Figure 7. Part of the ¹H NMR (A) and IR (B) of compound 5c

Evaluation of cytotoxic activity

Compounds 1a and 5a–c were tested against HT29 colon cancer cell line by MTT method to evaluate their anticancer activity. 5-Fluorouracil (FLU) was used as positive control. The results have been presented in Table 2 and Figure 8.

Figure 8. Dose-dependent responses of 1a and 5a–c towards HT29 cell proliferation

Compounds 1a and 5a did not exhibit significant cytotoxicity against HT29 cells (IC₅₀ > 10 µM). In contrast, compounds 5b and 5c, containing piperidine and morpholine moieties, respectively, demonstrated significant cytotoxicity against the HT29 colon cancer cell line with IC₅₀ values of 3.2 ± 0.1 and 6.2 ± 0.2 µM, respectively. Notably, the activities of these two compounds were superior to that of the positive control, 5-fluorouracil. These results suggest that modification of the indirubin structure is a potential approach that opens the possibility of developing new derivatives with promising pharmacological activity in the field of medicinal chemistry.

Conclusion

Indirubin 1a was synthesized from Strobilanthes cusia leaf extract and isatin in high yield and greater than 97% relative purity. Eight novel indirubin-3’-oximes were synthesized, including two brominated (3b, 3c), three azido-functionalized (4a–c), and three 2-amino-1,3,4-thiadiazole-containing derivatives (5a–c) in yields ranging from 75 to 88%. All structures were confirmed by ¹H-NMR, ¹³C-NMR, HR-MS (ESI) and IR spectroscopy. Indirubin derivatives,5b and 5c, exhibited high cytotoxicity against HT29 colon cancer cells, with IC₅₀ values of 3.2 µM and 6.2 µM, respectively. These results demonstrated that structural modification of the indirubin scaffold is a promising stratagy for developing new pharmacologically active compounds.

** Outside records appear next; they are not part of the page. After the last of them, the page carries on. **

pub mod board;
pub mod capture;
pub mod error;
pub mod eval;
pub mod game;
pub mod heuristic;
pub mod movegen;
pub mod notation;
pub mod perft;
pub mod status;
pub mod types;

// Re-export core game logic (not engine-specific)
pub use board::*;
pub use capture::*;
pub use error::OthelloError;
pub use eval::*;
pub use game::*;
pub use heuristic::*;
pub use movegen::*;
pub use notation::*;
pub use perft::perft;
pub use status::*;
pub use types::*;

// =============================================================================
// Engine trait, implemented by every move selector (minimax, random, ...)
// =============================================================================

/// Default search horizon: plies 0 through 5 expand, ply 6 is scored.
pub const DEFAULT_MAX_DEPTH: u8 = 5;

/// How far an engine may look ahead.
#[derive(Debug, Clone, Copy, PartialEq, Eq)]
pub struct SearchLimits {
    /// Deepest ply that is still expanded; deeper nodes are scored directly.
    pub max_depth: u8,
}

impl SearchLimits {
    pub fn depth(max_depth: u8) -> Self {
        Self { max_depth }
    }
}

impl Default for SearchLimits {
    fn default() -> Self {
        Self::depth(DEFAULT_MAX_DEPTH)
    }
}

/// Result of a search operation
#[derive(Debug, Clone, PartialEq, Eq)]
pub struct SearchResult {
    /// The chosen square (None if the side has no legal move)
    pub best_move: Option<Square>,
    /// Score of the chosen move, white minus black
    pub score: i32,
    /// Depth limit the search ran with
    pub depth: u8,
    /// Number of nodes searched
    pub nodes: u64,
    /// How many root moves shared the best score
    pub candidates: usize,
}

/// Trait that all Othello engines implement.
///
/// Engines borrow the board mutably for the duration of one search and must
/// hand it back exactly as they found it.
pub trait Engine: Send {
    /// Choose a move for `side` on `board`.
    fn search(&mut self, board: &mut Board, side: Side, limits: SearchLimits) -> SearchResult;

    /// Returns the engine's display name
    fn name(&self) -> &str;

    /// Returns the engine's author
    fn author(&self) -> &str {
        "othello-lab"
    }

    /// Reset internal state for a new game
    fn new_game(&mut self) {}
}
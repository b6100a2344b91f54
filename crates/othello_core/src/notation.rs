//! Text coordinates for squares: a column letter `a`-`h` followed by a row
//! number `1`-`8`, so row 2 / column 3 is `d3`.

use crate::{error::OthelloError, types::Square};

pub fn square_to_coord(sq: Square) -> String {
    let c = (b'a' + sq.col() as u8) as char;
    let r = (b'1' + sq.row() as u8) as char;
    format!("{c}{r}")
}

pub fn coord_to_square(text: &str) -> Result<Square, OthelloError> {
    let trimmed = text.trim();
    let b = trimmed.as_bytes();
    if b.len() != 2 {
        return Err(OthelloError::InvalidSquare(trimmed.to_string()));
    }
    let c = b[0].to_ascii_lowercase();
    let r = b[1];
    if !(b'a'..=b'h').contains(&c) || !(b'1'..=b'8').contains(&r) {
        return Err(OthelloError::InvalidSquare(trimmed.to_string()));
    }
    Square::new((r - b'1') as i8, (c - b'a') as i8)
        .ok_or_else(|| OthelloError::InvalidSquare(trimmed.to_string()))
}

#[cfg(test)]
#[path = "notation_tests.rs"]
mod notation_tests;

Acknowledgements: This work was funded by the project No. M-4.2 and the Ministry of Science and Higher Education of the Russian Federation (FFZZ-2025-0010) as part of work with the Joint Vietnam‒Russia Tropical Science and Technology Research Center (project M-4.2).

Data Availability Statement: The data supporting the findings of this study are available from the corresponding author upon reasonable request.

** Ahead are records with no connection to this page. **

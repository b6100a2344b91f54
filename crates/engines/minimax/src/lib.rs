//! Minimax Othello Engine
//!
//! Fixed-depth minimax with alpha-beta pruning and a disc-count evaluation.
//! Root moves that tie on the best score are broken uniformly at random.

pub mod search;

use othello_core::{Board, Engine, HeuristicGrid, SearchLimits, SearchResult, Side};
use rand::rngs::StdRng;
use rand::SeedableRng;

pub use search::{best_move, best_of, next_to_move, EvalMode, RootChoice, SearchOutcome, Searcher};

/// Othello engine using minimax with alpha-beta pruning.
///
/// This engine uses:
/// - Minimax search to a fixed depth with alpha-beta pruning
/// - White-minus-black disc count at the leaves (or positional weights when
///   built with [`EvalMode::Positional`])
/// - A uniform random pick among equally scored root moves
#[derive(Debug, Clone)]
pub struct MinimaxEngine {
    /// Node counter for statistics
    nodes: u64,
    /// Positional weights, recomputed at every simulated ply
    grid: HeuristicGrid,
    eval: EvalMode,
    rng: StdRng,
}

impl Default for MinimaxEngine {
    fn default() -> Self {
        Self::new()
    }
}

impl MinimaxEngine {
    pub fn new() -> Self {
        Self::from_rng(StdRng::from_entropy())
    }

    /// Engine with a fixed tie-break sequence, for reproducible games.
    pub fn with_seed(seed: u64) -> Self {
        Self::from_rng(StdRng::seed_from_u64(seed))
    }

    fn from_rng(rng: StdRng) -> Self {
        Self {
            nodes: 0,
            grid: HeuristicGrid::new(),
            eval: EvalMode::default(),
            rng,
        }
    }

    /// Switches the leaf evaluation.
    pub fn with_eval(mut self, eval: EvalMode) -> Self {
        self.eval = eval;
        self
    }

    pub fn eval_mode(&self) -> EvalMode {
        self.eval
    }

    /// The heuristic grid for the board of the last search.
    pub fn grid(&self) -> &HeuristicGrid {
        &self.grid
    }
}

impl Engine for MinimaxEngine {
    fn search(&mut self, board: &mut Board, side: Side, limits: SearchLimits) -> SearchResult {
        let outcome = best_move(board, side, limits.max_depth, self.eval, &mut self.grid, &mut self.rng);
        self.nodes = outcome.nodes;

        SearchResult {
            best_move: outcome.best_move.map(|(sq, _)| sq),
            score: outcome.best_move.map(|(_, s)| s).unwrap_or(0),
            depth: limits.max_depth,
            nodes: self.nodes,
            candidates: outcome.candidates,
        }
    }

    fn name(&self) -> &str {
        match self.eval {
            EvalMode::PieceCount => "Minimax v1.0",
            EvalMode::Positional => "Minimax Positional v1.0",
        }
    }

    fn new_game(&mut self) {
        self.nodes = 0;
        self.grid = HeuristicGrid::new();
    }
}

#[cfg(test)]
#[path = "lib_tests.rs"]
mod lib_tests;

Author contributions: Nguyen Trong Dan designed the study; Pham Duy Nam, Vu Dinh Duy, Vu Duy Nhan, Vo Thi Hoai Thu, Hoang Quang Cuong, and Hoang Duc Quang carried out the experiments and prepared the bioactivity evaluation; Dmitri I. Fomenkov,  Alexey I. Ilovaisky, Yvan A. Yaremenko, Alexander O. Terent’ev, Nguyen Trong Dan, and Bui Thi Thu Trang analyzed the experimental data and wrote the manuscript.

Conflicts of interest statement: The authors declare no conflict of interest.

Statement on the use of Generative AI: The authors affirm that no generative AI tools were used to create or modify the scientific content of this manuscript. All analyses, interpretations, and conclusions are entirely the work of the authors.